If a helicopter stays high enough can it travel one time zone per hour without moving

Posted:
in AppleOutsider edited January 2014
Due to the Earth's rotation, you see... Why don't objects above ground including the atmosphere move at a different speed to the Earth's rotation? Centrifugal force, Inertia, Gravity, Magnetism or something else?

Comments

  • Reply 1 of 10
    tallest skiltallest skil Posts: 43,388member
    Momentum. It's all relative (yay! non-lightspeed Relativity talk!). The helicopter's still moving at the speed at which the Earth is rotating, so it doesn't move "back" (wait, it'd be forward, wouldn't it) through the time zones.



    You're sitting in a chair? Not moving at all? You're really going a few tens of thousands of miles per hour (across a few different vectors that are all changing constantly, but that's less important). Earth's spinning on its axis (1,000 MPH), going around the sun (90 miles a second), the sun's hurtling around the galaxy (14,000 MPH), and the Milky Way's shooting off into the Universe (can't measure that speed because there's no point of reference; we can only measure the relative speeds of the other galaxies around us).



    Speed is just relative to the notion that the Earth isn't moving, because to us, it doesn't look like it is.
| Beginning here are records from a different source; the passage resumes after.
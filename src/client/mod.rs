//! Outbound signing of webhook deliveries
//!
//! [`WebhookSigner`] computes the `X-Hub-Signature` header for a request body
//! and can be plugged into an outgoing pipeline three ways:
//!
//! - [`SigningWriter`] for code that writes the body through `std::io::Write`
//! - [`SignWebhookLayer`] for tower clients and in-process services
//! - [`WebhookSigner::sign_reqwest`] for an already built `reqwest::Request`
//!
//! See <https://pubsubhubbub.github.io/PubSubHubbub/pubsubhubbub-core-0.4.html#authednotify>

mod layer;
mod writer;

pub use layer::{SignWebhook, SignWebhookLayer};
pub use writer::SigningWriter;

use std::fmt;
use std::io::Write;
use std::sync::Arc;

use axum::http::{request::Parts, Request};

use crate::error::WebhookError;
use crate::secret::{Secret, SecretSource};
use crate::signature::{self, Signature};

/// Signs outgoing request bodies with a shared secret.
#[derive(Clone)]
pub struct WebhookSigner {
    source: Arc<dyn SecretSource>,
}

impl WebhookSigner {
    /// Sign with a fixed secret (raw bytes, or text as UTF-8).
    ///
    /// ```
    /// use hubsig::client::WebhookSigner;
    ///
    /// assert!(WebhookSigner::new("This is a secret").is_ok());
    /// assert!(WebhookSigner::new("").is_err());
    /// ```
    pub fn new(secret: impl AsRef<[u8]>) -> Result<Self, WebhookError> {
        Ok(Self::with_source(Secret::new(secret)?))
    }

    /// Look the secret up per request. When `source` yields nothing the
    /// request goes out unsigned.
    pub fn with_source(source: impl SecretSource + 'static) -> Self {
        Self {
            source: Arc::new(source),
        }
    }

    pub fn resolve_secret(&self, parts: &Parts) -> Option<Secret> {
        self.source.secret(parts)
    }

    /// Signature of `body`, or `None` when no secret applies to the request.
    pub fn sign(&self, parts: &Parts, body: &[u8]) -> Option<Signature> {
        self.resolve_secret(parts)
            .map(|secret| Signature::compute(&secret, body))
    }

    /// Intercept the body written to `out` for the request described by `parts`.
    pub fn writer<W: Write>(&self, parts: &Parts, out: W) -> SigningWriter<W> {
        SigningWriter::new(self.resolve_secret(parts).as_ref(), out)
    }

    pub fn layer(&self) -> SignWebhookLayer {
        SignWebhookLayer::new(self.clone())
    }

    /// Set `X-Hub-Signature` on a reqwest request with a buffered body.
    ///
    /// Returns `Ok(None)` and leaves the request untouched when no secret
    /// applies. Streaming bodies cannot be signed before they are sent.
    pub fn sign_reqwest(
        &self,
        request: &mut reqwest::Request,
    ) -> Result<Option<Signature>, WebhookError> {
        let parts = reqwest_parts(request)?;
        let Some(secret) = self.resolve_secret(&parts) else {
            tracing::debug!(url = %request.url(), "No webhook secret, sending unsigned");
            return Ok(None);
        };

        let signature = match request.body() {
            None => Signature::compute(&secret, &[]),
            Some(body) => {
                let bytes = body.as_bytes().ok_or(WebhookError::UnsignableBody)?;
                Signature::compute(&secret, bytes)
            }
        };
        request
            .headers_mut()
            .insert(signature::header_name(), signature.to_header_value());
        Ok(Some(signature))
    }
}

impl fmt::Debug for WebhookSigner {
    fn fmt(&self, f: &mut fmt::Formatter<'_>) -> fmt::Result {
        f.debug_struct("WebhookSigner").finish_non_exhaustive()
    }
}

/// Request metadata of a reqwest request, as seen by secret sources.
fn reqwest_parts(request: &reqwest::Request) -> Result<Parts, WebhookError> {
    let (mut parts, ()) = Request::builder()
        .method(request.method().clone())
        .uri(request.url().as_str())
        .body(())?
        .into_parts();
    parts.headers = request.headers().clone();
    Ok(parts)
}
//! Write interceptor that signs a body while it is being produced.

use std::io::{self, Write};

use axum::http::HeaderMap;

use crate::secret::Secret;
use crate::signature::{self, Accumulator, Signature};

struct Pending {
    accumulator: Accumulator,
    buffer: Vec<u8>,
}

/// Wraps the real output of a request body.
///
/// Every write is fed to the HMAC accumulator and kept in a side buffer;
/// nothing reaches the real output until [`SigningWriter::finish`] has set the
/// signature header, because headers cannot follow body bytes on the wire.
///
/// Without a secret the writer passes bytes straight through and `finish`
/// leaves the headers alone.
pub struct SigningWriter<W> {
    out: W,
    pending: Option<Pending>,
}

impl<W: Write> SigningWriter<W> {
    pub fn new(secret: Option<&Secret>, out: W) -> Self {
        let pending = secret.map(|secret| Pending {
            accumulator: Accumulator::new(secret),
            buffer: Vec::new(),
        });
        Self { out, pending }
    }

    /// Whether a signature will be produced.
    pub fn is_signing(&self) -> bool {
        self.pending.is_some()
    }

    /// Set `X-Hub-Signature` on `headers`, replacing any previous value, then
    /// write the buffered body to the real output in its original order.
    pub fn finish(self, headers: &mut HeaderMap) -> io::Result<(W, Option<Signature>)> {
        let Self { mut out, pending } = self;
        let Some(Pending {
            accumulator,
            buffer,
        }) = pending
        else {
            return Ok((out, None));
        };

        let signature = accumulator.finalize();
        headers.insert(signature::header_name(), signature.to_header_value());

        out.write_all(&buffer)?;
        out.flush()?;
        Ok((out, Some(signature)))
    }
}

impl<W: Write> Write for SigningWriter<W> {
    fn write(&mut self, buf: &[u8]) -> io::Result<usize> {
        match &mut self.pending {
            Some(pending) => {
                pending.accumulator.update(buf);
                pending.buffer.extend_from_slice(buf);
                Ok(buf.len())
            }
            None => self.out.write(buf),
        }
    }

    fn flush(&mut self) -> io::Result<()> {
        match self.pending {
            // Held back until the header is set.
            Some(_) => Ok(()),
            None => self.out.flush(),
        }
    }
}
//! Logging setup for the `hubsig` binary.
//!
//! Logs go to stderr so `hubsig sign` can print the header value on stdout.
//! `RUST_LOG` takes precedence over the verbosity given on the command line.

use tracing_subscriber::{fmt, EnvFilter};

/// Log level selected on the command line.
#[derive(Debug, Clone, Copy, Default, PartialEq, Eq, PartialOrd, Ord)]
pub enum LogLevel {
    /// Only errors
    Quiet,
    /// Info level (default)
    #[default]
    Info,
    Debug,
    Trace,
}

impl LogLevel {
    /// Level for a `-v` count, or [`LogLevel::Quiet`] when `quiet` is set.
    pub fn from_flags(verbosity: u8, quiet: bool) -> Self {
        if quiet {
            return LogLevel::Quiet;
        }
        match verbosity {
            0 => LogLevel::Info,
            1 => LogLevel::Debug,
            _ => LogLevel::Trace,
        }
    }

    fn directive(self) -> &'static str {
        match self {
            LogLevel::Quiet => "error",
            LogLevel::Info => "info",
            LogLevel::Debug => "debug",
            LogLevel::Trace => "trace",
        }
    }
}

/// Install the global subscriber. Call once, at startup.
pub fn init_logging(level: LogLevel) {
    let env_filter = if std::env::var("RUST_LOG").is_ok() {
        EnvFilter::from_default_env()
    } else {
        EnvFilter::new(level.directive())
    };

    fmt::Subscriber::builder()
        .with_env_filter(env_filter)
        .with_writer(std::io::stderr)
        .with_target(level >= LogLevel::Debug)
        .init();
}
    Oh, here's an experiment you can do to prove that. So you're in a moving car. Don't do this while you're the driver. You toss a ball up from knee height to eye height. The ball will come right back down into your hand instead of flying backward and hitting you in the face. It has to do with the current moment of all objects involved. Since the ball has the same momentum as the car (because it did when you threw it up), it will continue to have that horizontal momentum even as you add the vertical vector of the throw. If you toss the ball up and have the driver slam on the brakes, the ball will fly forward and miss your hand. Don't try that, though. You'd have to slam fairly hard.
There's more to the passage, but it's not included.